Cassandra Fair enjoyed exercise class. Anita Maynor received resume writing tips and job leads. Others got blood pressure screenings, legal advice or access to organic food.

All of this happened under the same West Baltimore roof that houses the new Community Engagement Center, the brainchild of the University of Maryland, Baltimore.

Although it officially opened Saturday in Poppleton with a festival beginning at 10 a.m., the center quietly began operating in October. It's a kind of one-stop shop for various services the campus has offered its neighbors for years, plus new offerings like exercise and wellness classes and workforce training and job fairs that officials believe are needed urgently in the community.

“We all use the term anchor institution, and it implies to me and others that you're doing something for the community in which you live,” said Dr. Jay A. Perman, the university president. “We feel West Baltimore is not just the community that is adjacent, or across the street.”

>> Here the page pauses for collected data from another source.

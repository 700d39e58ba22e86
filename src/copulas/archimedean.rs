//! # Archimedean
//!
//! $$
//! C(u_1,\dots,u_d)=\psi\left(\psi^{-1}(u_1)+\dots+\psi^{-1}(u_d)\right)
//! $$
//!
use std::fmt;
use std::str::FromStr;

use rand::Rng;
use tracing::debug;

use crate::copulas::summary::Summary;
use crate::error::CopulaError;
use crate::error::Result;
use crate::traits::ArchimedeanExt;
use crate::traits::CopulaExt;

pub mod amh;
pub mod clayton;
pub mod frailty;
pub mod frank;
pub mod gumbel;
pub mod joe;

pub use amh::Amh;
pub use clayton::Clayton;
pub use frank::Frank;
pub use gumbel::Gumbel;
pub use joe::Joe;

#[derive(Debug, Clone, Copy, PartialEq, Eq, Hash)]
pub enum ArchimedeanFamily {
  Clayton,
  Frank,
  Amh,
  Gumbel,
  Joe,
}

impl ArchimedeanFamily {
  pub const ALL: [ArchimedeanFamily; 5] = [
    ArchimedeanFamily::Clayton,
    ArchimedeanFamily::Frank,
    ArchimedeanFamily::Amh,
    ArchimedeanFamily::Gumbel,
    ArchimedeanFamily::Joe,
  ];

  pub fn name(&self) -> &'static str {
    match self {
      ArchimedeanFamily::Clayton => "Clayton",
      ArchimedeanFamily::Frank => "Frank",
      ArchimedeanFamily::Amh => "AMH",
      ArchimedeanFamily::Gumbel => "Gumbel",
      ArchimedeanFamily::Joe => "Joe",
    }
  }

  /// Inclusive parameter interval for a copula of dimension `dim`.
  pub fn theta_bounds(&self, dim: usize) -> (f64, f64) {
    let bivariate = dim == 2;
    match self {
      ArchimedeanFamily::Clayton if bivariate => (-1.0, f64::INFINITY),
      ArchimedeanFamily::Clayton => (0.0, f64::INFINITY),
      ArchimedeanFamily::Frank if bivariate => (f64::NEG_INFINITY, f64::INFINITY),
      ArchimedeanFamily::Frank => (0.0, f64::INFINITY),
      ArchimedeanFamily::Amh if bivariate => (-1.0, 1.0),
      ArchimedeanFamily::Amh => (0.0, 1.0),
      ArchimedeanFamily::Gumbel | ArchimedeanFamily::Joe => (1.0, f64::INFINITY),
    }
  }

  /// Values inside the bounds the generator is not defined for.
  pub fn invalid_thetas(&self) -> Vec<f64> {
    match self {
      ArchimedeanFamily::Amh => vec![1.0],
      _ => vec![],
    }
  }

  /// `theta` at which the family reduces to the independence copula.
  pub fn independence_theta(&self) -> f64 {
    match self {
      ArchimedeanFamily::Clayton | ArchimedeanFamily::Frank | ArchimedeanFamily::Amh => 0.0,
      ArchimedeanFamily::Gumbel | ArchimedeanFamily::Joe => 1.0,
    }
  }
}

impl FromStr for ArchimedeanFamily {
  type Err = CopulaError;

  fn from_str(s: &str) -> std::result::Result<Self, Self::Err> {
    match s.to_ascii_lowercase().as_str() {
      "clayton" => Ok(ArchimedeanFamily::Clayton),
      "frank" => Ok(ArchimedeanFamily::Frank),
      "amh" => Ok(ArchimedeanFamily::Amh),
      "gumbel" => Ok(ArchimedeanFamily::Gumbel),
      "joe" => Ok(ArchimedeanFamily::Joe),
      other => Err(CopulaError::UnknownFamily(other.to_string())),
    }
  }
}

impl fmt::Display for ArchimedeanFamily {
  fn fmt(&self, f: &mut fmt::Formatter<'_>) -> fmt::Result {
    f.write_str(self.name())
  }
}

/// Order of the inverse-generator derivative returned by `dipsi`.
#[derive(Debug, Clone, Copy, PartialEq, Eq)]
pub enum Derivative {
  First,
  Second,
}

impl TryFrom<usize> for Derivative {
  type Error = CopulaError;

  fn try_from(degree: usize) -> Result<Self> {
    match degree {
      1 => Ok(Derivative::First),
      2 => Ok(Derivative::Second),
      d => Err(CopulaError::UnsupportedDerivative(d)),
    }
  }
}

/// Validates `(dim, theta)` for `family`.
///
/// Checks run in order: `theta` is a finite real, `dim >= 2`, `theta >= 0`
/// when `dim > 2`, then the family's own parameter interval.
pub fn validate_params(family: ArchimedeanFamily, dim: usize, theta: f64) -> Result<()> {
  if !theta.is_finite() {
    return Err(CopulaError::InvalidTheta(theta));
  }
  if dim < 2 {
    return Err(CopulaError::InvalidDimension(dim));
  }
  if dim > 2 && theta < 0.0 {
    return Err(CopulaError::NegativeTheta { theta, dim });
  }

  let (lower, upper) = family.theta_bounds(dim);
  let invalid = family.invalid_thetas();
  if !(lower <= theta && theta <= upper) || invalid.contains(&theta) {
    return Err(CopulaError::ThetaOutOfBounds {
      family: family.name(),
      theta,
      lower,
      upper,
      invalid,
    });
  }

  debug!(family = %family, dim, theta, "validated archimedean parameters");
  Ok(())
}

pub(crate) fn summarize<C: ArchimedeanExt + ?Sized>(copula: &C) -> Summary {
  Summary::new(copula.name())
    .with("Family", copula.family())
    .with("Dimensions", copula.dim())
    .with("Theta", copula.theta())
}

/// Archimedean copula whose family is chosen at construction.
#[derive(Debug, Clone, PartialEq)]
pub enum ArchimedeanCopula {
  Clayton(Clayton),
  Frank(Frank),
  Amh(Amh),
  Gumbel(Gumbel),
  Joe(Joe),
}

macro_rules! dispatch {
  ($self:expr, $c:ident => $body:expr) => {
    match $self {
      ArchimedeanCopula::Clayton($c) => $body,
      ArchimedeanCopula::Frank($c) => $body,
      ArchimedeanCopula::Amh($c) => $body,
      ArchimedeanCopula::Gumbel($c) => $body,
      ArchimedeanCopula::Joe($c) => $body,
    }
  };
}

impl ArchimedeanCopula {
  pub fn new(family: ArchimedeanFamily, dim: usize, theta: f64) -> Result<Self> {
    Ok(match family {
      ArchimedeanFamily::Clayton => ArchimedeanCopula::Clayton(Clayton::new(dim, theta)?),
      ArchimedeanFamily::Frank => ArchimedeanCopula::Frank(Frank::new(dim, theta)?),
      ArchimedeanFamily::Amh => ArchimedeanCopula::Amh(Amh::new(dim, theta)?),
      ArchimedeanFamily::Gumbel => ArchimedeanCopula::Gumbel(Gumbel::new(dim, theta)?),
      ArchimedeanFamily::Joe => ArchimedeanCopula::Joe(Joe::new(dim, theta)?),
    })
  }

  /// Builds a copula from a case-insensitive family name.
  pub fn from_name(family: &str, dim: usize, theta: f64) -> Result<Self> {
    Self::new(family.parse()?, dim, theta)
  }

  /// Replaces `theta` after re-validating it; family and dimension are fixed.
  pub fn set_theta(&mut self, theta: f64) -> Result<()> {
    dispatch!(self, c => c.set_theta(theta))
  }
}

impl ArchimedeanExt for ArchimedeanCopula {
  fn family(&self) -> ArchimedeanFamily {
    dispatch!(self, c => c.family())
  }

  fn theta(&self) -> f64 {
    dispatch!(self, c => c.theta())
  }

  fn psi(&self, s: f64) -> f64 {
    dispatch!(self, c => c.psi(s))
  }

  fn ipsi(&self, u: f64, log: bool) -> f64 {
    dispatch!(self, c => c.ipsi(u, log))
  }

  fn dipsi(&self, u: f64, degree: Derivative, log: bool) -> f64 {
    dispatch!(self, c => c.dipsi(u, degree, log))
  }

  fn frailty<R: Rng + ?Sized>(&self, rng: &mut R) -> Result<f64> {
    dispatch!(self, c => c.frailty(rng))
  }
}

impl_copula_ext!(ArchimedeanCopula, |copula| dispatch!(copula, c => c.dim));

/// Finishes a derivative evaluated as `(ln|d|, sign)`.
pub(crate) fn signed(log_abs: f64, negative: bool, log: bool) -> f64 {
  if log {
    log_abs
  } else if negative {
    -log_abs.exp()
  } else {
    log_abs.exp()
  }
}

/// `w ln(x)`, zero when the exponent vanishes so that `0 * ln(0)` stays finite.
pub(crate) fn scaled_ln(w: f64, x: f64) -> f64 {
  if w == 0.0 {
    0.0
  } else {
    w * x.ln()
  }
}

Perman conceived of the center before frustrations boiled over last year after the death of Freddie Gray but worked to get it opened more quickly after the unrest that laid bare the pressing need. The center is located on the first floor of a garage that serves the university's BioPark. Perman said fundraising is underway for a larger space to accommodate additional programming.

The general idea is to serve neighbors who may have felt the “big brick buildings” of the university were off-putting, Perman said. Others may have used one or two free services over the years, such as dental screenings for kids or help with a tenant-landlord dispute, but they didn't know about other assistance.

Having one clearly labeled “front door” will help bring in people, he said.

With all of the university's services — delivered by faculty, staff and students in medicine, nursing, law, pharmacy, social work and dentistry — in one place, neighbors can learn about another service when they come in for something else, said Ashley Valis, who helped launch the center as the university's executive director of strategic initiatives and community engagement. She said they'll continually look for ways to add more services, such as having the center be an official early voting site.

Many of the university's neighbors live in poverty and have higher rates of cancer, heart disease, diabetes and chronic conditions such as asthma. Many, however, are motivated to improve the community's fortunes, Valis said.

One important legal service the center offers is guidance on expunging criminal records, which could help people secure a job, said Dawna Cobb, director of a program called Just Advice that plans a permanent office in the new center staffed by law students and supervising attorneys.

Officials plan to seek advice on new offerings from people such as Fair, a retired correctional officer, and her mother Ernestine Fair, a community activist.

“I've told them I thought it was a good idea to offer different things for the community in one place,” said Fair, who discovered the center recently when she walked past it. “It's a big university, and they want to better the environment. They're not obligated to do it, but people here don't have a lot and they have the university resources to share.”

Fair has taken aerobics and dance classes, attended seminars on diabetes and hypertension, and encouraged her son to attend a Baltimore Green Works job training program he found through the center that aims to prepare him for a more highly skilled, higher-paying career, she said.

Maynor, an unemployed Army veteran, was also asked to advise university officials on community needs. She told them the community's No. 1 issue is jobs. She has already gotten help retooling her resume and applying for university and affiliated medical system positions and had three interviews. She's hoping to become a secretary in one of the university-related buildings, just blocks from her Hollins Roundhouse neighborhood.

“I live so close to the University of Maryland, but there was a missing bridge, a gap for people like me in the neighborhood,” Maynor said. “Now they have Workforce Wednesdays where you can apply for jobs and get help with resumes and cover letters. ... I've had a first, second and third interview, and I feel good about getting something.”